▶ **PROBLEM TO SOLVE**
Copy out each line of the data that holds the string "staging".

Saved entries
☆ ☆ ☆ ☆ ☆ ☆ ☆
use std::fmt;
use std::fs;
use std::path::{Path, PathBuf};

use git2::build::CheckoutBuilder;
use git2::{
    Commit, ErrorCode, Index, ObjectType, Repository, ResetType, Signature, Sort, Status,
    StatusOptions, TreeWalkMode, TreeWalkResult,
};

use crate::error::RepoError;
use crate::paths::{ensure_inside_root, normalize_relative_path};

/// Empty file committed to give an unborn repository its first commit.
pub const PLACEHOLDER_FILE: &str = ".gitkeep";

/// Message of the commit created for an unborn repository.
pub const BOOTSTRAP_COMMIT_MESSAGE: &str = "Starting Repository";

const FALLBACK_SIGNATURE_NAME: &str = "navvy";
const FALLBACK_SIGNATURE_EMAIL: &str = "navvy@localhost";

/// Id and message of one commit.
#[derive(Debug, Clone, PartialEq, Eq)]
pub struct CommitInfo {
    /// Full hex object id.
    pub id: String,
    pub message: String,
}

impl fmt::Display for CommitInfo {
    fn fmt(&self, f: &mut fmt::Formatter<'_>) -> fmt::Result {
        write!(f, "{} {}", self.id, self.message.trim_end())
    }
}

/// A tracked file read from the working tree.
#[derive(Debug, Clone, PartialEq, Eq)]
pub struct ProjectFile {
    /// Slash-separated path relative to the project root.
    pub path: String,
    pub content: String,
}

/// A non-bare git repository whose working tree is the project directory.
pub struct ProjectRepo {
    root: PathBuf,
    repo: Repository,
}

impl fmt::Debug for ProjectRepo {
    fn fmt(&self, f: &mut fmt::Formatter<'_>) -> fmt::Result {
        f.debug_struct("ProjectRepo")
            .field("root", &self.root)
            .finish_non_exhaustive()
    }
}

impl ProjectRepo {
    /// Opens the repository at `path`, creating the bootstrap commit if HEAD is unborn.
    pub fn open(path: impl AsRef<Path>) -> Result<Self, RepoError> {
        let path = path.as_ref();
        let repo = Repository::open(path).map_err(|error| match error.code() {
            ErrorCode::NotFound => RepoError::NotARepository {
                path: path.to_path_buf(),
            },
            _ => RepoError::git("opening repository", error),
        })?;

        Self::from_repository(repo, path)
    }

    /// Initializes a repository at `path` (creating the directory) and opens it.
    ///
    /// An existing repository is reopened unchanged.
    pub fn init(path: impl AsRef<Path>) -> Result<Self, RepoError> {
        let path = path.as_ref();
        fs::create_dir_all(path)
            .map_err(|error| RepoError::io("creating project directory", path, error))?;
        let repo =
            Repository::init(path).map_err(|error| RepoError::git("initializing repository", error))?;

        Self::from_repository(repo, path)
    }

    fn from_repository(repo: Repository, path: &Path) -> Result<Self, RepoError> {
        let Some(workdir) = repo.workdir() else {
            return Err(RepoError::BareRepository {
                path: path.to_path_buf(),
            });
        };
        let root = workdir
            .canonicalize()
            .map_err(|error| RepoError::io("resolving project root", workdir, error))?;

        let project = Self { root, repo };
        if project.head_commit()?.is_none() {
            project.bootstrap()?;
        }

        Ok(project)
    }

    /// Canonical project root.
    #[must_use]
    pub fn root(&self) -> &Path {
        &self.root
    }

    fn bootstrap(&self) -> Result<(), RepoError> {
        let placeholder = self.root.join(PLACEHOLDER_FILE);
        if !placeholder.exists() {
            fs::write(&placeholder, b"")
                .map_err(|error| RepoError::io("creating placeholder", &placeholder, error))?;
        }

        let mut index = self.index()?;
        index
            .add_path(Path::new(PLACEHOLDER_FILE))
            .map_err(|error| RepoError::git("staging placeholder", error))?;
        let commit = self.commit_index(&mut index, BOOTSTRAP_COMMIT_MESSAGE)?;
        tracing::info!(commit = %commit.id, "bootstrapped empty repository");
        Ok(())
    }

    /// Reads every file in the HEAD tree from the working tree.
    ///
    /// Unreadable and non-UTF-8 files are skipped with a warning.
    pub fn head_files(&self) -> Result<Vec<ProjectFile>, RepoError> {
        let Some(commit) = self.head_commit()? else {
            return Ok(Vec::new());
        };
        let tree = commit
            .tree()
            .map_err(|error| RepoError::git("reading HEAD tree", error))?;

        let mut paths = Vec::new();
        tree.walk(TreeWalkMode::PreOrder, |parent, entry| {
            if entry.kind() == Some(ObjectType::Blob) {
                if let Some(name) = entry.name() {
                    paths.push(format!("{parent}{name}"));
                }
            }
            TreeWalkResult::Ok
        })
        .map_err(|error| RepoError::git("walking HEAD tree", error))?;

        let mut files = Vec::with_capacity(paths.len());
        for path in paths {
            let full_path = self.root.join(&path);
            match fs::read(&full_path) {
                Ok(bytes) => match String::from_utf8(bytes) {
                    Ok(content) => files.push(ProjectFile { path, content }),
                    Err(_) => {
                        tracing::warn!(path = %path, "skipping non-UTF-8 file in project snapshot");
                    }
                },
                Err(error) => {
                    tracing::warn!(path = %path, %error, "skipping unreadable file in project snapshot");
                }
            }
        }

        Ok(files)
    }

    /// Up to `limit` commits reachable from HEAD, newest first.
    pub fn recent_commits(&self, limit: usize) -> Result<Vec<CommitInfo>, RepoError> {
        self.walk_commits(Some(limit))
    }

    /// Every commit reachable from HEAD, newest first.
    pub fn list_commits(&self) -> Result<Vec<CommitInfo>, RepoError> {
        self.walk_commits(None)
    }

    fn walk_commits(&self, limit: Option<usize>) -> Result<Vec<CommitInfo>, RepoError> {
        if self.head_commit()?.is_none() {
            return Ok(Vec::new());
        }

        let mut revwalk = self
            .repo
            .revwalk()
            .map_err(|error| RepoError::git("walking history", error))?;
        revwalk
            .set_sorting(Sort::TOPOLOGICAL | Sort::TIME)
            .map_err(|error| RepoError::git("walking history", error))?;
        revwalk
            .push_head()
            .map_err(|error| RepoError::git("walking history", error))?;

        let mut commits = Vec::new();
        for oid in revwalk.take(limit.unwrap_or(usize::MAX)) {
            let oid = oid.map_err(|error| RepoError::git("walking history", error))?;
            let commit = self
                .repo
                .find_commit(oid)
                .map_err(|error| RepoError::git("reading commit", error))?;
            commits.push(commit_info(&commit));
        }

        Ok(commits)
    }

    /// Writes `content` to `path` (creating parent directories), stages it and commits.
    pub fn write_file(
        &self,
        path: &str,
        content: &str,
        message: &str,
    ) -> Result<CommitInfo, RepoError> {
        let relative = normalize_relative_path(path)?;
        let full_path = self.root.join(&relative);
        ensure_inside_root(&self.root, &full_path)?;

        if let Some(parent) = full_path.parent() {
            fs::create_dir_all(parent)
                .map_err(|error| RepoError::io("creating parent directories", parent, error))?;
        }
        fs::write(&full_path, content)
            .map_err(|error| RepoError::io("writing file", &full_path, error))?;

        let mut index = self.index()?;
        index
            .add_path(&relative)
            .map_err(|error| RepoError::git("staging file", error))?;
        let commit = self.commit_index(&mut index, message)?;
        tracing::debug!(path = %relative.display(), commit = %commit.id, "committed file write");
        Ok(commit)
    }

    /// Removes `path` if present, stages the removal and commits.
    ///
    /// A missing file is logged and still produces a commit.
    pub fn delete_file(&self, path: &str, message: &str) -> Result<CommitInfo, RepoError> {
        let relative = normalize_relative_path(path)?;
        let full_path = self.root.join(&relative);
        ensure_inside_root(&self.root, &full_path)?;

        if full_path.is_file() || full_path.is_symlink() {
            fs::remove_file(&full_path)
                .map_err(|error| RepoError::io("removing file", &full_path, error))?;
        } else {
            tracing::warn!(path = %full_path.display(), "file not found; committing without removal");
        }

        let mut index = self.index()?;
        if index.get_path(&relative, 0).is_some() {
            index
                .remove_path(&relative)
                .map_err(|error| RepoError::git("staging removal", error))?;
        }
        let commit = self.commit_index(&mut index, message)?;
        tracing::debug!(path = %relative.display(), commit = %commit.id, "committed file removal");
        Ok(commit)
    }

    /// Hard-resets to `commit_id` (default: the second newest commit) and
    /// removes untracked and ignored files.
    pub fn undo(&self, commit_id: Option<&str>) -> Result<CommitInfo, RepoError> {
        let target_id = match commit_id.map(str::trim).filter(|id| !id.is_empty()) {
            Some(id) => id.to_string(),
            None => {
                let recent = self.recent_commits(2)?;
                match recent.get(1) {
                    Some(previous) => previous.id.clone(),
                    None => return Err(RepoError::NothingToUndo),
                }
            }
        };

        let target = self
            .repo
            .revparse_single(&target_id)
            .and_then(|object| object.peel_to_commit())
            .map_err(|source| RepoError::UnknownCommit {
                commit: target_id.clone(),
                source,
            })?;

        let mut checkout = CheckoutBuilder::new();
        checkout.force();
        self.repo
            .reset(target.as_object(), ResetType::Hard, Some(&mut checkout))
            .map_err(|error| RepoError::git("resetting to commit", error))?;
        self.clean_untracked()?;

        let info = commit_info(&target);
        tracing::info!(commit = %info.id, "reset working tree");
        Ok(info)
    }

    /// Content of `path` as committed in `commit_id`, if present there.
    pub fn committed_content(
        &self,
        commit_id: &str,
        path: &str,
    ) -> Result<Option<String>, RepoError> {
        let relative = normalize_relative_path(path)?;
        let commit = self
            .repo
            .revparse_single(commit_id)
            .and_then(|object| object.peel_to_commit())
            .map_err(|source| RepoError::UnknownCommit {
                commit: commit_id.to_string(),
                source,
            })?;
        let tree = commit
            .tree()
            .map_err(|error| RepoError::git("reading commit tree", error))?;

        let entry = match tree.get_path(&relative) {
            Ok(entry) => entry,
            Err(error) if error.code() == ErrorCode::NotFound => return Ok(None),
            Err(error) => return Err(RepoError::git("looking up committed path", error)),
        };
        let blob = entry
            .to_object(&self.repo)
            .and_then(|object| object.peel_to_blob())
            .map_err(|error| RepoError::git("reading committed blob", error))?;

        Ok(Some(String::from_utf8_lossy(blob.content()).into_owned()))
    }

    fn clean_untracked(&self) -> Result<(), RepoError> {
        let mut options = StatusOptions::new();
        options
            .include_untracked(true)
            .include_ignored(true)
            .recurse_untracked_dirs(false)
            .recurse_ignored_dirs(false);

        let statuses = self
            .repo
            .statuses(Some(&mut options))
            .map_err(|error| RepoError::git("listing untracked files", error))?;

        for entry in statuses.iter() {
            if !entry.status().intersects(Status::WT_NEW | Status::IGNORED) {
                continue;
            }
            let Some(path) = entry.path() else {
                continue;
            };

            let full_path = self.root.join(path.trim_end_matches('/'));
            let removal = if path.ends_with('/') || full_path.is_dir() {
                fs::remove_dir_all(&full_path)
            } else {
                fs::remove_file(&full_path)
            };
            removal.map_err(|error| RepoError::io("removing untracked path", &full_path, error))?;
            tracing::debug!(path, "removed untracked path");
        }

        Ok(())
    }

    fn head_commit(&self) -> Result<Option<Commit<'_>>, RepoError> {
        match self.repo.head() {
            Ok(head) => head
                .peel_to_commit()
                .map(Some)
                .map_err(|error| RepoError::git("reading HEAD commit", error)),
            Err(error) if matches!(error.code(), ErrorCode::UnbornBranch | ErrorCode::NotFound) => {
                Ok(None)
            }
            Err(error) => Err(RepoError::git("reading HEAD", error)),
        }
    }

    fn index(&self) -> Result<Index, RepoError> {
        self.repo
            .index()
            .map_err(|error| RepoError::git("opening index", error))
    }

    fn signature(&self) -> Result<Signature<'static>, RepoError> {
        match self.repo.signature() {
            Ok(signature) => Ok(signature),
            Err(_) => Signature::now(FALLBACK_SIGNATURE_NAME, FALLBACK_SIGNATURE_EMAIL)
                .map_err(|error| RepoError::git("creating signature", error)),
        }
    }

    fn commit_index(&self, index: &mut Index, message: &str) -> Result<CommitInfo, RepoError> {
        index
            .write()
            .map_err(|error| RepoError::git("writing index", error))?;
        let tree_id = index
            .write_tree()
            .map_err(|error| RepoError::git("writing tree", error))?;
        let tree = self
            .repo
            .find_tree(tree_id)
            .map_err(|error| RepoError::git("reading tree", error))?;
        let signature = self.signature()?;
        let parent = self.head_commit()?;
        let parents: Vec<&Commit<'_>> = parent.iter().collect();

        let id = self
            .repo
            .commit(Some("HEAD"), &signature, &signature, message, &tree, &parents)
            .map_err(|error| RepoError::git("creating commit", error))?;

        Ok(CommitInfo {
            id: id.to_string(),
            message: message.to_string(),
        })
    }
}

fn commit_info(commit: &Commit<'_>) -> CommitInfo {
    CommitInfo {
        id: commit.id().to_string(),
        message: String::from_utf8_lossy(commit.message_bytes()).into_owned(),
    }
}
☆ ☆ ☆ ☆ ☆ ☆ ☆
▶ **COMPLETED TASK**
            .map_err(|error| RepoError::git("staging placeholder", error))?;
            .map_err(|error| RepoError::git("staging file", error))?;
                .map_err(|error| RepoError::git("staging removal", error))?;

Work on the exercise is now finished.